Delilah is everything Cam knows he can’t trust. She’s too young, too beautiful, with secrets she refuses to share. But she’s also honest, hardworking, and completely tantalizing.
While Cam knows she’s in hiding with a false identity, he doesn’t know everything--and Delilah doesn’t dare tell him. Telling the truth is a chance she can’t take.

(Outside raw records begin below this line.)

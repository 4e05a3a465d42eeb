//! Choosing the open position a partial close or modification targets.

use serde::{Deserialize, Serialize};
use std::fmt;
use std::str::FromStr;

use super::errors::PositionSelectionError;
use super::position::PositionSnapshot;
use crate::domain::shared::{Symbol, Ticket};

/// How a position is chosen when the caller gives no ticket.
#[derive(Debug, Clone, Copy, Default, PartialEq, Eq, Serialize, Deserialize)]
#[serde(rename_all = "lowercase")]
pub enum PositionSelection {
    /// A ticket is required whenever more than one position is open.
    #[default]
    Strict,
    /// Guess: the largest position for a partial close, the first for a modification.
    Heuristic,
}

impl FromStr for PositionSelection {
    type Err = String;

    fn from_str(s: &str) -> Result<Self, Self::Err> {
        match s.trim().to_ascii_lowercase().as_str() {
            "strict" => Ok(Self::Strict),
            "heuristic" => Ok(Self::Heuristic),
            other => Err(format!(
                "unknown position selection '{other}' (expected strict or heuristic)"
            )),
        }
    }
}

impl fmt::Display for PositionSelection {
    fn fmt(&self, f: &mut fmt::Formatter<'_>) -> fmt::Result {
        match self {
            Self::Strict => write!(f, "strict"),
            Self::Heuristic => write!(f, "heuristic"),
        }
    }
}

/// What the selected position will be used for.
#[derive(Debug, Clone, Copy, PartialEq, Eq)]
pub enum SelectionPurpose {
    /// Closing part of the volume.
    PartialClose,
    /// Changing stop-loss / take-profit.
    Modify,
}

/// Pick the position on `symbol` that a request targets.
///
/// `positions` are the open positions of the symbol, in terminal order.
///
/// # Errors
///
/// Returns [`PositionSelectionError`] when nothing matches, or when the
/// choice is ambiguous in strict mode.
pub fn select_position<'a>(
    positions: &'a [PositionSnapshot],
    symbol: &Symbol,
    ticket: Option<Ticket>,
    mode: PositionSelection,
    purpose: SelectionPurpose,
) -> Result<&'a PositionSnapshot, PositionSelectionError> {
    if positions.is_empty() {
        return Err(PositionSelectionError::NoOpenPosition {
            symbol: symbol.clone(),
        });
    }

    if let Some(ticket) = ticket {
        return positions
            .iter()
            .find(|p| p.ticket == ticket)
            .ok_or_else(|| PositionSelectionError::TicketNotFound {
                ticket,
                symbol: symbol.clone(),
            });
    }

    match (mode, positions) {
        (_, [only]) => Ok(only),
        (PositionSelection::Strict, _) => Err(PositionSelectionError::Ambiguous {
            symbol: symbol.clone(),
            count: positions.len(),
        }),
        (PositionSelection::Heuristic, [first, rest @ ..]) => Ok(match purpose {
            SelectionPurpose::Modify => first,
            // First wins on ties.
            SelectionPurpose::PartialClose => rest
                .iter()
                .fold(first, |best, p| if p.volume > best.volume { p } else { best }),
        }),
        (PositionSelection::Heuristic, []) => Err(PositionSelectionError::NoOpenPosition {
            symbol: symbol.clone(),
        }),
    }
}
//! Gateway-specific error types.

use thiserror::Error;

use crate::application::ports::TerminalError;

/// Errors from the terminal gateway adapter.
#[derive(Debug, Error, Clone)]
pub enum GatewayError {
    /// Request could not be built.
    #[error("HTTP error: {0}")]
    Http(String),

    /// Network error (retryable for reads).
    #[error("Network error: {0}")]
    Network(String),

    /// Gateway answered with a non-success status.
    #[error("Gateway error: {status} - {message}")]
    Api {
        /// HTTP status code.
        status: u16,
        /// Error message from the gateway.
        message: String,
    },

    /// JSON parsing error.
    #[error("JSON parsing error: {0}")]
    JsonParse(String),

    /// Gateway payload is well-formed JSON but not a valid terminal value.
    #[error("Invalid gateway payload: {0}")]
    InvalidPayload(String),

    /// Max retries exceeded.
    #[error("Max retries exceeded after {attempts} attempts")]
    MaxRetriesExceeded {
        /// Number of attempts made before giving up.
        attempts: u32,
    },
}

impl From<GatewayError> for TerminalError {
    fn from(err: GatewayError) -> Self {
        match err {
            GatewayError::Network(msg) => Self::ConnectionError { message: msg },
            GatewayError::MaxRetriesExceeded { attempts } => Self::ConnectionError {
                message: format!("Max retries exceeded after {attempts} attempts"),
            },
            GatewayError::Api { status, message } => Self::Rejected {
                message: format!("{status}: {message}"),
            },
            GatewayError::JsonParse(msg) | GatewayError::InvalidPayload(msg) => {
                Self::InvalidResponse { message: msg }
            }
            GatewayError::Http(msg) => Self::Unknown { message: msg },
        }
    }
}
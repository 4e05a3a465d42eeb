//! Close All Use Case

use std::sync::Arc;
use std::time::Duration;

use crate::application::dto::CloseAllReport;
use crate::application::errors::TradeError;
use crate::application::ports::TerminalPort;
use crate::application::services::{TerminalGate, require_tick, submit_with_fill_fallback};
use crate::application::settings::TradeSettings;
use crate::domain::shared::Volume;
use crate::domain::trading::{OrderDefaults, OrderRequest, PositionSnapshot};
use crate::observability::record_close_all_position;

/// Use case for closing every open position.
pub struct CloseAllUseCase<T: TerminalPort> {
    gate: Arc<TerminalGate<T>>,
    settings: TradeSettings,
}

impl<T: TerminalPort> CloseAllUseCase<T> {
    /// Create a new `CloseAllUseCase`.
    pub const fn new(gate: Arc<TerminalGate<T>>, settings: TradeSettings) -> Self {
        Self { gate, settings }
    }

    /// Close all open positions, one fill-mode fallback each.
    ///
    /// Failures of individual positions are collected in the report; only a
    /// lost session or a failed position listing is an error.
    pub async fn execute(&self, account: Option<&str>) -> Result<CloseAllReport, TradeError> {
        let session = self.gate.acquire().await?;
        let terminal = session.terminal();

        let positions = terminal.positions_get(None).await?;
        tracing::info!(
            account = account.unwrap_or("-"),
            positions = positions.len(),
            "Closing all positions"
        );

        let defaults = self.settings.close_all_defaults();
        let mut report = CloseAllReport::default();

        for position in &positions {
            let closed =
                close_one(terminal, position, &defaults, self.settings.fill_retry_delay).await;
            match closed {
                Ok(()) => {
                    record_close_all_position("closed");
                    tracing::info!(
                        ticket = %position.ticket,
                        symbol = %position.symbol,
                        "Position closed"
                    );
                    report.closed.push(position.ticket);
                }
                Err(e) => {
                    record_close_all_position("failed");
                    tracing::warn!(
                        ticket = %position.ticket,
                        symbol = %position.symbol,
                        error = %e,
                        "Failed to close position"
                    );
                    report.failed.push(position.ticket);
                }
            }
        }

        tracing::info!(
            closed = report.closed.len(),
            failed = report.failed.len(),
            "Close-all finished"
        );
        Ok(report)
    }
}

async fn close_one<T: TerminalPort + ?Sized>(
    terminal: &T,
    position: &PositionSnapshot,
    defaults: &OrderDefaults,
    retry_delay: Duration,
) -> Result<(), TradeError> {
    let volume = Volume::new(position.volume)?;
    let tick = require_tick(terminal, &position.symbol).await?;
    let price = tick.price_for(position.closing_side());

    let request = OrderRequest::close_position(position, volume, price, defaults);
    submit_with_fill_fallback(terminal, &request, retry_delay)
        .await
        .map(|_| ())
}
//! Application Ports (Driven)
//!
//! Ports define interfaces for interacting with external systems.
//! The bridge has a single driven port: the trading terminal.

mod terminal_port;

#[cfg(test)]
pub use terminal_port::MockTerminalPort;
pub use terminal_port::{
    AccountInfo, Credentials, SymbolInfo, TerminalError, TerminalLastError, TerminalPort, Tick,
    TradeResult,
};
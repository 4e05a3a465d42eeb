//! Stop-loss / take-profit correction.
//!
//! Brokers reject stops placed closer to the market than their minimum stop
//! distance, or on the wrong side of the price. Stops supplied with an open
//! request are moved out to the nearest acceptable level before submission.

use rust_decimal::{Decimal, RoundingStrategy};
use serde::{Deserialize, Serialize};

use super::value_objects::TradeSide;
use crate::domain::shared::DomainError;

/// Largest scale a `Decimal` can carry.
const MAX_DIGITS: u32 = 28;

/// Optional stop-loss and take-profit prices.
#[derive(Debug, Clone, Copy, Default, PartialEq, Eq, Serialize, Deserialize)]
pub struct StopLevels {
    /// Stop-loss price.
    pub sl: Option<Decimal>,
    /// Take-profit price.
    pub tp: Option<Decimal>,
}

impl StopLevels {
    /// Create stop levels. Zero values count as "not set".
    #[must_use]
    pub fn new(sl: Option<Decimal>, tp: Option<Decimal>) -> Self {
        Self {
            sl: sl.filter(|v| !v.is_zero()),
            tp: tp.filter(|v| !v.is_zero()),
        }
    }

    /// Neither level set.
    #[must_use]
    pub const fn is_empty(&self) -> bool {
        self.sl.is_none() && self.tp.is_none()
    }

    /// Reject negative prices.
    ///
    /// # Errors
    ///
    /// Returns error naming the first negative level.
    pub fn validate(&self) -> Result<(), DomainError> {
        for (field, value) in [("sl", self.sl), ("tp", self.tp)] {
            if let Some(v) = value.filter(|v| v.is_sign_negative()) {
                return Err(DomainError::invalid(
                    field,
                    format!("Price must not be negative, got {v}"),
                ));
            }
        }
        Ok(())
    }
}

/// Symbol metadata that governs stop placement.
#[derive(Debug, Clone, Copy, PartialEq, Eq)]
pub struct SymbolStopRules {
    /// Price increment of one point.
    pub point: Decimal,
    /// Price precision in decimal places.
    pub digits: u32,
    /// Broker minimum stop distance in points.
    pub stops_level: u32,
}

impl SymbolStopRules {
    /// Point size, falling back to `10^-digits` when the terminal reports none.
    #[must_use]
    pub fn effective_point(&self) -> Decimal {
        if self.point > Decimal::ZERO {
            self.point
        } else {
            Decimal::new(1, self.digits.min(MAX_DIGITS))
        }
    }
}

/// Minimum distance between price and stops, in price units.
///
/// The larger of the configured floor and the broker's stops level, and
/// never less than one point.
#[must_use]
pub fn min_stop_distance(rules: &SymbolStopRules, min_distance_points: u32) -> Decimal {
    let points = min_distance_points.max(rules.stops_level).max(1);
    rules.effective_point() * Decimal::from(points)
}

/// Correct supplied stops for an order opened on `side` at `price`.
///
/// Each level is rounded to the symbol's digits and then clamped:
/// BUY keeps `sl <= price - d` and `tp >= price + d`, SELL mirrors it.
/// Levels that are not supplied stay unset. A level that would have to sit
/// at or below zero (price closer to zero than the distance) is dropped.
#[must_use]
pub fn correct_stops(
    side: TradeSide,
    price: Decimal,
    stops: StopLevels,
    rules: &SymbolStopRules,
    min_distance_points: u32,
) -> StopLevels {
    let digits = rules.digits.min(MAX_DIGITS);
    let distance = min_stop_distance(rules, min_distance_points);

    // Bounds round away from the price so the clamped value keeps its distance.
    let below = Some(
        (price - distance).round_dp_with_strategy(digits, RoundingStrategy::ToNegativeInfinity),
    )
    .filter(|b| *b > Decimal::ZERO);
    let above =
        (price + distance).round_dp_with_strategy(digits, RoundingStrategy::ToPositiveInfinity);

    let round = |v: Decimal| v.round_dp(digits);

    let (sl, tp) = match side {
        TradeSide::Buy => (
            stops.sl.zip(below).map(|(v, b)| round(v).min(b)),
            stops.tp.map(|v| round(v).max(above)),
        ),
        TradeSide::Sell => (
            stops.sl.map(|v| round(v).max(above)),
            stops.tp.zip(below).map(|(v, b)| round(v).min(b)),
        ),
    };

    StopLevels { sl, tp }
}

#[cfg(test)]
mod tests {
    use super::*;
    use rust_decimal_macros::dec;

    fn gold() -> SymbolStopRules {
        SymbolStopRules {
            point: dec!(0.01),
            digits: 2,
            stops_level: 0,
        }
    }

    #[test]
    fn zero_levels_are_unset() {
        let stops = StopLevels::new(Some(Decimal::ZERO), Some(dec!(1.5)));
        assert_eq!(stops.sl, None);
        assert_eq!(stops.tp, Some(dec!(1.5)));
        assert!(StopLevels::new(None, Some(Decimal::ZERO)).is_empty());
    }

    #[test]
    fn negative_levels_are_invalid() {
        let err = StopLevels::new(Some(dec!(1.0)), Some(dec!(-2)))
            .validate()
            .unwrap_err();
        assert_eq!(
            err.to_string(),
            "Invalid value for 'tp': Price must not be negative, got -2"
        );
        assert!(StopLevels::new(Some(dec!(1.0)), None).validate().is_ok());
    }

    #[test]
    fn distance_uses_configured_floor() {
        assert_eq!(min_stop_distance(&gold(), 10), dec!(0.10));
    }

    #[test]
    fn distance_uses_broker_stops_level_when_larger() {
        let rules = SymbolStopRules {
            stops_level: 50,
            ..gold()
        };
        assert_eq!(min_stop_distance(&rules, 10), dec!(0.50));
    }

    #[test]
    fn zero_point_falls_back_to_digits() {
        let rules = SymbolStopRules {
            point: Decimal::ZERO,
            digits: 5,
            stops_level: 0,
        };
        assert_eq!(rules.effective_point(), dec!(0.00001));
        assert_eq!(min_stop_distance(&rules, 10), dec!(0.0001));
    }

    #[test]
    fn buy_stops_on_wrong_side_are_moved() {
        let stops = StopLevels::new(Some(dec!(2000.00)), Some(dec!(1999.00)));
        let corrected = correct_stops(TradeSide::Buy, dec!(2000.00), stops, &gold(), 10);

        assert_eq!(corrected.sl, Some(dec!(1999.90)));
        assert_eq!(corrected.tp, Some(dec!(2000.10)));
    }

    #[test]
    fn sell_stops_on_wrong_side_are_moved() {
        let stops = StopLevels::new(Some(dec!(1990.00)), Some(dec!(2010.00)));
        let corrected = correct_stops(TradeSide::Sell, dec!(2000.00), stops, &gold(), 10);

        assert_eq!(corrected.sl, Some(dec!(2000.10)));
        assert_eq!(corrected.tp, Some(dec!(1999.90)));
    }

    #[test]
    fn valid_stops_are_only_rounded() {
        let stops = StopLevels::new(Some(dec!(1980.123)), Some(dec!(2050.456)));
        let corrected = correct_stops(TradeSide::Buy, dec!(2000.00), stops, &gold(), 10);

        assert_eq!(corrected.sl, Some(dec!(1980.12)));
        assert_eq!(corrected.tp, Some(dec!(2050.46)));
    }

    #[test]
    fn missing_levels_stay_missing() {
        let stops = StopLevels::new(Some(dec!(2100)), None);
        let corrected = correct_stops(TradeSide::Buy, dec!(2000.00), stops, &gold(), 10);

        assert_eq!(corrected.sl, Some(dec!(1999.90)));
        assert_eq!(corrected.tp, None);
    }

    #[test]
    fn zero_floor_still_keeps_one_point() {
        assert_eq!(min_stop_distance(&gold(), 0), dec!(0.01));

        let stops = StopLevels::new(Some(dec!(2000.00)), Some(dec!(2000.00)));
        let corrected = correct_stops(TradeSide::Buy, dec!(2000.00), stops, &gold(), 0);

        assert_eq!(corrected.sl, Some(dec!(1999.99)));
        assert_eq!(corrected.tp, Some(dec!(2000.01)));
    }

    #[test]
    fn levels_below_zero_are_dropped() {
        let stops = StopLevels::new(Some(dec!(0.05)), Some(dec!(0.20)));

        let buy = correct_stops(TradeSide::Buy, dec!(0.05), stops, &gold(), 10);
        assert_eq!(buy.sl, None);
        assert_eq!(buy.tp, Some(dec!(0.20)));

        let sell = correct_stops(TradeSide::Sell, dec!(0.05), stops, &gold(), 10);
        assert_eq!(sell.sl, Some(dec!(0.20)));
        assert_eq!(sell.tp, None);
    }
}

The man who sent her life spiraling out of control could find her at any moment. Exposing her secret, threatening her life, and even worse, endangering the life of the tough but tender man who offers her help, passion, and finally, love.
​
Excerpt
Chapter One
Thunder rolled, a deep, crashing bass. A jagged tear of lightning rent the sky and the wind shrieked an ear-splitting whistle. Cameron Randolph had seen and heard it all before. After living on the Texas coast all his life, a hurricane, or a storm close to it, was nothing new. Even so, he was glad to pull into his carport after the deluge started.
​
Cam’s waterfront restaurant, the Scarlet Parrot Bar and Grill, was one of the most popular hangouts in Redfish. Which, considering the town was the size of a flea bite, wasn’t saying much. They closed at ten during the week, and on the weekends as well. Mondays he closed all day. Cam had discovered early on that even a single workaholic needed a day off every week, or he risked going crazy.
​
He came in through the carport entrance and up the back stairs, as he usually did. Instead of continuing up another flight of stairs to his apartment above the restaurant, he took a detour through the restaurant kitchen and on into the main dining room and bar area.
​
Crossing the wide-planked floor to the hostess station, he grabbed a flashlight from beneath it in case the power went out. Which nine times out of ten during a bad storm, it did. He headed unerringly for the bar and switched on a light, but left most of the room in shadows. It seemed reasonable, since his mood was nearly as dark as the weather.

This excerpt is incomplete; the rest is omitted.